WHAT TO PRODUCE:
Wherever "meta" turns up in a line of the entries below, that line counts. Say how many such lines there are, with no other words.

SUPPLIED INFORMATION:

:::

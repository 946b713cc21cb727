//! Store and index declarations
//!
//! A registry is a versioned list of stores. Stores and indexes can only be
//! added, never removed or redefined; each addition records the registry
//! version it arrived with so the engine can tell what an upgrade introduces.

use std::collections::BTreeMap;

use serde::{Deserialize, Serialize};
use serde_json::Value;

use super::errors::{SchemaError, SchemaResult};

/// Store holding user preferences; exported as `Bundle::preferences`
pub const PREFERENCES_STORE: &str = "preferences";

/// Store holding internal bookkeeping such as the migration state
pub const SYSTEM_STORE: &str = "system";

/// Default primary key path for declared stores
pub const DEFAULT_PRIMARY_KEY: &str = "id";

/// Returns whether `name` is one of the built-in stores
pub fn is_reserved_store(name: &str) -> bool {
    name == PREFERENCES_STORE || name == SYSTEM_STORE
}

/// Validates a store name; names double as file names on disk
pub fn validate_store_name(name: &str) -> SchemaResult<()> {
    let valid = !name.is_empty()
        && name.len() <= 64
        && name
            .chars()
            .all(|c| c.is_ascii_alphanumeric() || c == '-' || c == '_');
    if valid {
        Ok(())
    } else {
        Err(SchemaError::InvalidStoreName(name.to_string()))
    }
}

/// Secondary index over a payload field
#[derive(Debug, Clone, PartialEq, Eq, Serialize, Deserialize)]
#[serde(rename_all = "camelCase")]
pub struct IndexDefinition {
    /// Index name, unique within its store
    pub name: String,
    /// Dot-separated path into the payload object (`meta.title`)
    pub key_path: String,
    /// Whether two records may share an indexed value
    #[serde(default)]
    pub unique: bool,
    /// Registry version that introduced the index
    #[serde(default = "first_version")]
    pub since_version: u32,
}

fn first_version() -> u32 {
    1
}

impl IndexDefinition {
    /// Non-unique index
    pub fn new(name: impl Into<String>, key_path: impl Into<String>) -> Self {
        Self {
            name: name.into(),
            key_path: key_path.into(),
            unique: false,
            since_version: 1,
        }
    }

    /// Unique index
    pub fn unique(name: impl Into<String>, key_path: impl Into<String>) -> Self {
        Self {
            unique: true,
            ..Self::new(name, key_path)
        }
    }

    /// Extracts the indexed value from a payload.
    ///
    /// Returns `None` when the path does not resolve or resolves to `null`;
    /// such records are simply absent from the index.
    pub fn extract<'a>(&self, payload: &'a Value) -> Option<&'a Value> {
        let mut current = payload;
        for segment in self.key_path.split('.') {
            current = current.as_object()?.get(segment)?;
        }
        if current.is_null() {
            None
        } else {
            Some(current)
        }
    }
}

fn default_primary_key() -> String {
    DEFAULT_PRIMARY_KEY.to_string()
}

fn validate_key_path(path: &str) -> SchemaResult<()> {
    if path.is_empty() || path.split('.').any(|s| s.is_empty()) {
        return Err(SchemaError::InvalidKeyPath(path.to_string()));
    }
    Ok(())
}

/// A named logical table
#[derive(Debug, Clone, PartialEq, Eq, Serialize, Deserialize)]
#[serde(rename_all = "camelCase")]
pub struct StoreDefinition {
    pub name: String,
    #[serde(default = "default_primary_key")]
    pub primary_key: String,
    #[serde(default)]
    pub indexes: Vec<IndexDefinition>,
    /// Registry version that introduced the store
    #[serde(default = "first_version")]
    pub since_version: u32,
}

impl StoreDefinition {
    /// Store keyed by the default primary key path
    pub fn new(name: impl Into<String>) -> Self {
        Self {
            name: name.into(),
            primary_key: DEFAULT_PRIMARY_KEY.to_string(),
            indexes: Vec::new(),
            since_version: 1,
        }
    }

    /// Builder: set the primary key path
    pub fn with_primary_key(mut self, key_path: impl Into<String>) -> Self {
        self.primary_key = key_path.into();
        self
    }

    /// Builder: declare an index
    pub fn with_index(mut self, index: IndexDefinition) -> Self {
        self.indexes.push(index);
        self
    }

    /// Looks up an index by name
    pub fn index(&self, name: &str) -> Option<&IndexDefinition> {
        self.indexes.iter().find(|i| i.name == name)
    }
}

/// Versioned set of store declarations
#[derive(Debug, Clone, PartialEq, Eq)]
pub struct SchemaRegistry {
    version: u32,
    stores: BTreeMap<String, StoreDefinition>,
}

impl SchemaRegistry {
    /// Creates a registry at `version` holding only the built-in stores
    pub fn new(version: u32) -> Self {
        let version = version.max(1);
        let mut stores = BTreeMap::new();
        for name in [PREFERENCES_STORE, SYSTEM_STORE] {
            stores.insert(name.to_string(), StoreDefinition::new(name).with_primary_key("key"));
        }
        Self { version, stores }
    }

    /// Creates a registry with the built-in stores plus one plain store per name
    pub fn with_stores<I, S>(version: u32, names: I) -> SchemaResult<Self>
    where
        I: IntoIterator<Item = S>,
        S: Into<String>,
    {
        let mut registry = Self::new(version);
        for name in names {
            registry.register(StoreDefinition::new(name))?;
        }
        Ok(registry)
    }

    /// Current schema version
    pub fn version(&self) -> u32 {
        self.version
    }

    /// Raises the schema version. Versions only move forward.
    pub fn bump_version(&mut self, version: u32) -> SchemaResult<()> {
        if version <= self.version {
            return Err(SchemaError::VersionNotIncreasing {
                current: self.version,
                requested: version,
            });
        }
        self.version = version;
        Ok(())
    }

    /// Declares a new store at the current version
    pub fn register(&mut self, mut definition: StoreDefinition) -> SchemaResult<()> {
        validate_store_name(&definition.name)?;
        validate_key_path(&definition.primary_key)?;
        if self.stores.contains_key(&definition.name) {
            return Err(SchemaError::DuplicateStore(definition.name));
        }

        let mut seen = Vec::with_capacity(definition.indexes.len());
        for index in &mut definition.indexes {
            validate_key_path(&index.key_path)?;
            if seen.contains(&index.name) {
                return Err(SchemaError::DuplicateIndex {
                    store: definition.name.clone(),
                    index: index.name.clone(),
                });
            }
            seen.push(index.name.clone());
            index.since_version = self.version;
        }

        definition.since_version = self.version;
        self.stores.insert(definition.name.clone(), definition);
        Ok(())
    }

    /// Adds an index to an existing store at the current version
    pub fn add_index(&mut self, store: &str, mut index: IndexDefinition) -> SchemaResult<()> {
        validate_key_path(&index.key_path)?;
        let version = self.version;
        let definition = self
            .stores
            .get_mut(store)
            .ok_or_else(|| SchemaError::UnknownStore(store.to_string()))?;
        if definition.index(&index.name).is_some() {
            return Err(SchemaError::DuplicateIndex {
                store: store.to_string(),
                index: index.name,
            });
        }
        index.since_version = version;
        definition.indexes.push(index);
        Ok(())
    }

    /// Looks up a store declaration
    pub fn store(&self, name: &str) -> Option<&StoreDefinition> {
        self.stores.get(name)
    }

    /// Returns whether the store is declared
    pub fn contains(&self, name: &str) -> bool {
        self.stores.contains_key(name)
    }

    /// All declarations, ordered by name
    pub fn stores(&self) -> impl Iterator<Item = &StoreDefinition> {
        self.stores.values()
    }

    /// All store names, ordered
    pub fn store_names(&self) -> Vec<String> {
        self.stores.keys().cloned().collect()
    }
}

#[cfg(test)]
mod tests {
    use super::*;
    use serde_json::json;

    #[test]
    fn test_new_registry_has_reserved_stores() {
        let registry = SchemaRegistry::new(1);
        assert!(registry.contains(PREFERENCES_STORE));
        assert!(registry.contains(SYSTEM_STORE));
        assert!(is_reserved_store("system"));
        assert!(!is_reserved_store("notes"));
    }

    #[test]
    fn test_register_records_version() {
        let mut registry = SchemaRegistry::new(2);
        registry
            .register(StoreDefinition::new("notes").with_index(IndexDefinition::new("by_title", "title")))
            .unwrap();

        let store = registry.store("notes").unwrap();
        assert_eq!(store.since_version, 2);
        assert_eq!(store.indexes[0].since_version, 2);
    }

    #[test]
    fn test_duplicate_store_rejected() {
        let mut registry = SchemaRegistry::with_stores(1, ["notes"]).unwrap();
        let err = registry.register(StoreDefinition::new("notes")).unwrap_err();
        assert_eq!(err, SchemaError::DuplicateStore("notes".into()));
    }

    #[test]
    fn test_invalid_store_names() {
        assert!(validate_store_name("calculator-history").is_ok());
        assert!(validate_store_name("").is_err());
        assert!(validate_store_name("../etc").is_err());
        assert!(validate_store_name("has space").is_err());
        assert!(validate_store_name(&"x".repeat(65)).is_err());
    }

    #[test]
    fn test_version_only_moves_forward() {
        let mut registry = SchemaRegistry::new(3);
        assert!(registry.bump_version(3).is_err());
        assert!(registry.bump_version(2).is_err());
        registry.bump_version(4).unwrap();
        assert_eq!(registry.version(), 4);
    }

    #[test]
    fn test_add_index_after_bump() {
        let mut registry = SchemaRegistry::with_stores(1, ["todo-lists"]).unwrap();
        registry.bump_version(2).unwrap();
        registry
            .add_index("todo-lists", IndexDefinition::unique("by_slug", "slug"))
            .unwrap();

        let index = registry.store("todo-lists").unwrap().index("by_slug").unwrap();
        assert!(index.unique);
        assert_eq!(index.since_version, 2);

        let err = registry
            .add_index("todo-lists", IndexDefinition::new("by_slug", "other"))
            .unwrap_err();
        assert!(matches!(err, SchemaError::DuplicateIndex { .. }));
        assert!(registry.add_index("missing", IndexDefinition::new("i", "x")).is_err());
    }

    #[test]
    fn test_index_extract_nested_path() {
        let index = IndexDefinition::new("by_author", "meta.author");
        let payload = json!({"meta": {"author": "ada"}, "title": "t"});
        assert_eq!(index.extract(&payload), Some(&json!("ada")));
        assert_eq!(index.extract(&json!({"meta": {}})), None);
        assert_eq!(index.extract(&json!({"meta": {"author": null}})), None);
        assert_eq!(index.extract(&json!("scalar")), None);
    }

    #[test]
    fn test_empty_key_path_segment_rejected() {
        let mut registry = SchemaRegistry::new(1);
        let err = registry
            .register(StoreDefinition::new("notes").with_index(IndexDefinition::new("bad", "a..b")))
            .unwrap_err();
        assert_eq!(err, SchemaError::InvalidKeyPath("a..b".into()));
    }
}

:::

RESPONSE TO THIS EXERCISE:
5